> [Exercise goal] All of these records need to be duplicated exactly.

=== Begin Enclosure ===

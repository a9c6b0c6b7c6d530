mod config;
mod dto;
mod handlers;
mod models;
mod repository;
mod service;

use std::sync::Arc;

use repository::FileStore;
use service::NoteService;

#[tokio::main]
async fn main() {
    // Log setup
    tracing_subscriber::fmt::init();

    // Load config
    let cfg = config::load_config().unwrap_or_else(|e| {
        tracing::error!("Failed to load configuration: {e}");
        panic!("failed to load configuration: {e}");
    });

    // Service creation
    let store = Arc::new(FileStore::new(cfg.notes_file));
    tracing::info!("Notes are stored in {}", store.path().display());
    let service = Arc::new(NoteService::new(store));

    let router = handlers::router(service);

    let listener = tokio::net::TcpListener::bind(format!("0.0.0.0:{}", cfg.port))
        .await
        .unwrap_or_else(|e| {
            tracing::error!("Failed to bind to port {}: {e}", cfg.port);
            panic!("failed to bind to port {}: {e}", cfg.port);
        });

    match listener.local_addr() {
        Ok(addr) => tracing::info!("Notes server starting, listening on {}", addr),
        Err(e) => tracing::warn!("Notes server starting, local address unavailable: {e}"),
    }

    if let Err(e) = axum::serve(listener, router).await {
        tracing::error!("HTTP server error: {e}");
        panic!("failed to start HTTP server: {e}");
    }
}
// Copyright (c) 2025 Kirky.X
//
// Licensed under the MIT License
// See LICENSE file in the project root for full license information.

/// 配置模块
///
/// 处理应用程序的配置设置，包括服务器、元数据库、Parquet 存储与 AWS 等配置
pub mod settings;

=== End Enclosure ===

> [Solution]
repository a9c6b0c6b7c6d530
mod config;
mod dto;
mod handlers;
mod models;
mod repository;
mod service;

use std::sync::Arc;

use repository::FileStore;
use service::NoteService;

#[tokio::main]
async fn main() {
    // Log setup
    tracing_subscriber::fmt::init();

    // Load config
    let cfg = config::load_config().unwrap_or_else(|e| {
        tracing::error!("Failed to load configuration: {e}");
        panic!("failed to load configuration: {e}");
    });

    // Service creation
    let store = Arc::new(FileStore::new(cfg.notes_file));
    tracing::info!("Notes are stored in {}", store.path().display());
    let service = Arc::new(NoteService::new(store));

    let router = handlers::router(service);

    let listener = tokio::net::TcpListener::bind(format!("0.0.0.0:{}", cfg.port))
        .await
        .unwrap_or_else(|e| {
            tracing::error!("Failed to bind to port {}: {e}", cfg.port);
            panic!("failed to bind to port {}: {e}", cfg.port);
        });

    match listener.local_addr() {
        Ok(addr) => tracing::info!("Notes server starting, listening on {}", addr),
        Err(e) => tracing::warn!("Notes server starting, local address unavailable: {e}"),
    }

    if let Err(e) = axum::serve(listener, router).await {
        tracing::error!("HTTP server error: {e}");
        panic!("failed to start HTTP server: {e}");
    }
}
// Copyright (c) 2025 Kirky.X
//
// Licensed under the MIT License
// See LICENSE file in the project root for full license information.

/// 配置模块
///
/// 处理应用程序的配置设置，包括服务器、元数据库、Parquet 存储与 AWS 等配置
pub mod settings;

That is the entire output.